I remember sitting on the steps of Calhoun Hall at Vanderbilt as an
undergraduate, ostentatiously `reading' Plato in the original Greek. The
man I wanted most to impress, Walter Clyde Curry, passed by and asked what I
was doing. When I showed him the book, he passed on by with the remark:
`Ah, yes, culling the ancients.' When I asked about e-archiving, I was not
thinking of our poor efforts, but those of the giants on whose shoulders we
stand. I can have Greek literature up to 600 AD, most of Latin literature
of the pre-medieval period, the fathers, most of Anglo-Saxon literature,
etc., and there are efforts afoot to do Old Icelandic, Old Irish (Curia),
MHG (?), lots of Old Swedish, etc. etc., but what happens when a scholar
scans in (as I have) the Sermoni subalpini, a quite important text of Early
Italian (?).

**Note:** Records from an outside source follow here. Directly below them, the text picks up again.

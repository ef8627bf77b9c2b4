use std::collections::BTreeMap;

use rand::{thread_rng, Rng};
use tracing::{debug, warn};

use crate::error::{Error, Result};
use crate::graph_ops::{Edge, Graph};
use crate::symbol::{symbols_to_string, Alphabet, Symbol};

/// Attempt count after which a single shuffle logs a warning.
const SLOW_SEARCH_ATTEMPTS: usize = 10_000;

/// Result of one shuffle along with how many selections were drawn.
#[derive(Clone, Debug, PartialEq, Eq)]
pub struct ShuffleOutcome {
    pub sequence: Vec<Symbol>,
    pub attempts: usize,
}

/// Altschul-Erickson dinucleotide shuffle driver.
///
/// The canonical graph is only read; every call mutates its own copy.
#[derive(Clone, Debug, Default)]
pub struct Shuffler {
    /// Upper bound on terminal edge selections per shuffle. `None` retries forever.
    pub max_attempts: Option<usize>,
}

impl Shuffler {
    pub fn new() -> Self {
        Self::default()
    }

    pub fn with_max_attempts(max_attempts: usize) -> Self {
        Shuffler {
            max_attempts: Some(max_attempts),
        }
    }

    /// Choose one outgoing edge uniformly at random for every node except `end`.
    pub fn pick_terminal_edges<R: Rng + ?Sized>(graph: &Graph, rng: &mut R) -> Result<Vec<Edge>> {
        let end = graph.end();
        let mut terminal = Vec::new();
        for node in graph.nodes() {
            if node == end {
                continue;
            }
            let edges = graph.edges_from(node)?;
            let index = rng.gen_range(0..edges.len());
            terminal.push(edges[index]);
        }
        Ok(terminal)
    }

    /// Check that following the chosen edges from any node leads to `end`.
    ///
    /// Flags propagate backwards from `end` one pass at a time; a chain of
    /// `terminal.len()` hops is the longest an acyclic selection can form.
    pub fn is_connected_to_end(graph: &Graph, terminal: &[Edge]) -> bool {
        let mut reaches_end: BTreeMap<Symbol, bool> =
            graph.nodes().into_iter().map(|node| (node, false)).collect();
        reaches_end.insert(graph.end(), true);

        let passes = terminal.len().max(1);
        for _ in 0..passes {
            if reaches_end.values().all(|&flag| flag) {
                return true;
            }
            for edge in terminal {
                if reaches_end.get(&edge.to).copied().unwrap_or(false) {
                    reaches_end.insert(edge.from, true);
                }
            }
        }
        reaches_end.values().all(|&flag| flag)
    }

    /// Draw selections until one routes every node to `end`.
    fn select_terminal_edges<R: Rng + ?Sized>(
        &self,
        graph: &Graph,
        rng: &mut R,
    ) -> Result<(Vec<Edge>, usize)> {
        let mut attempts = 0;
        loop {
            if let Some(max) = self.max_attempts {
                if attempts >= max {
                    return Err(Error::ShuffleTimeout { attempts });
                }
            }
            attempts += 1;

            let terminal = Self::pick_terminal_edges(graph, rng)?;
            if Self::is_connected_to_end(graph, &terminal) {
                debug!(attempts, "accepted terminal edge selection");
                return Ok((terminal, attempts));
            }

            if attempts == SLOW_SEARCH_ATTEMPTS {
                warn!(
                    attempts,
                    nodes = graph.nodes().len(),
                    "terminal edge search is taking unusually long; check graph construction"
                );
            }
        }
    }

    /// Shuffle and report the number of selections it took.
    pub fn shuffle_with_stats<R: Rng + ?Sized>(
        &self,
        graph: &Graph,
        rng: &mut R,
    ) -> Result<ShuffleOutcome> {
        let (terminal, attempts) = self.select_terminal_edges(graph, rng)?;

        let mut working = graph.deep_copy();
        for &edge in &terminal {
            working.remove_first_matching(edge)?;
        }
        working.shuffle_each_adjacency_list(rng);
        for &edge in &terminal {
            working.append(edge);
        }

        let sequence = working.reconstruct_sequence()?;
        Ok(ShuffleOutcome { sequence, attempts })
    }

    /// Produce a random sequence with the same pair counts and endpoints as `graph`'s source.
    pub fn shuffle<R: Rng + ?Sized>(&self, graph: &Graph, rng: &mut R) -> Result<Vec<Symbol>> {
        self.shuffle_with_stats(graph, rng).map(|outcome| outcome.sequence)
    }

    /// Shuffle with the thread-local generator.
    pub fn shuffle_default(&self, graph: &Graph) -> Result<Vec<Symbol>> {
        self.shuffle(graph, &mut thread_rng())
    }

    /// `count` independent shuffles of one canonical graph.
    pub fn shuffle_many<R: Rng + ?Sized>(
        &self,
        graph: &Graph,
        count: usize,
        rng: &mut R,
    ) -> Result<Vec<ShuffleOutcome>> {
        (0..count)
            .map(|_| self.shuffle_with_stats(graph, rng))
            .collect()
    }
}

/// Shuffle a DNA string in one call. Lower-case input is accepted.
pub fn dinucleotide_shuffle<R: Rng + ?Sized>(text: &str, rng: &mut R) -> Result<String> {
    let graph = Graph::from_text(text, &Alphabet::dna())?;
    let shuffled = Shuffler::new().shuffle(&graph, rng)?;
    Ok(symbols_to_string(&shuffled))
}

/// Like `dinucleotide_shuffle`, drawing from the thread-local generator.
pub fn shuffle_sequence(text: &str) -> Result<String> {
    dinucleotide_shuffle(text, &mut thread_rng())
}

First, how do we jawbone our colleagues into placing these
gems on the Internet and into making them available with a minimum of
effort?
Next, how do we find out where they are? I was impressed recently to
receive a letter from a colleague who had found where I had `hidden' the
text and translation of the Biblia pauperum, and I remember sometime ago
finding the works of John of Trevisa on a computer out west.
Culling the ancients is much easier if you have an e-text. There are
three big problems (and many, many other small ones): 1. getting people to
place texts on the Internet; 2. getting people to make access easy and
without cost (no institutional hookups, no telnet with fee, in short, no
fee-based services); 3. getting our search engines refined enough to find
out (perhaps by having a place where one could announce what was available).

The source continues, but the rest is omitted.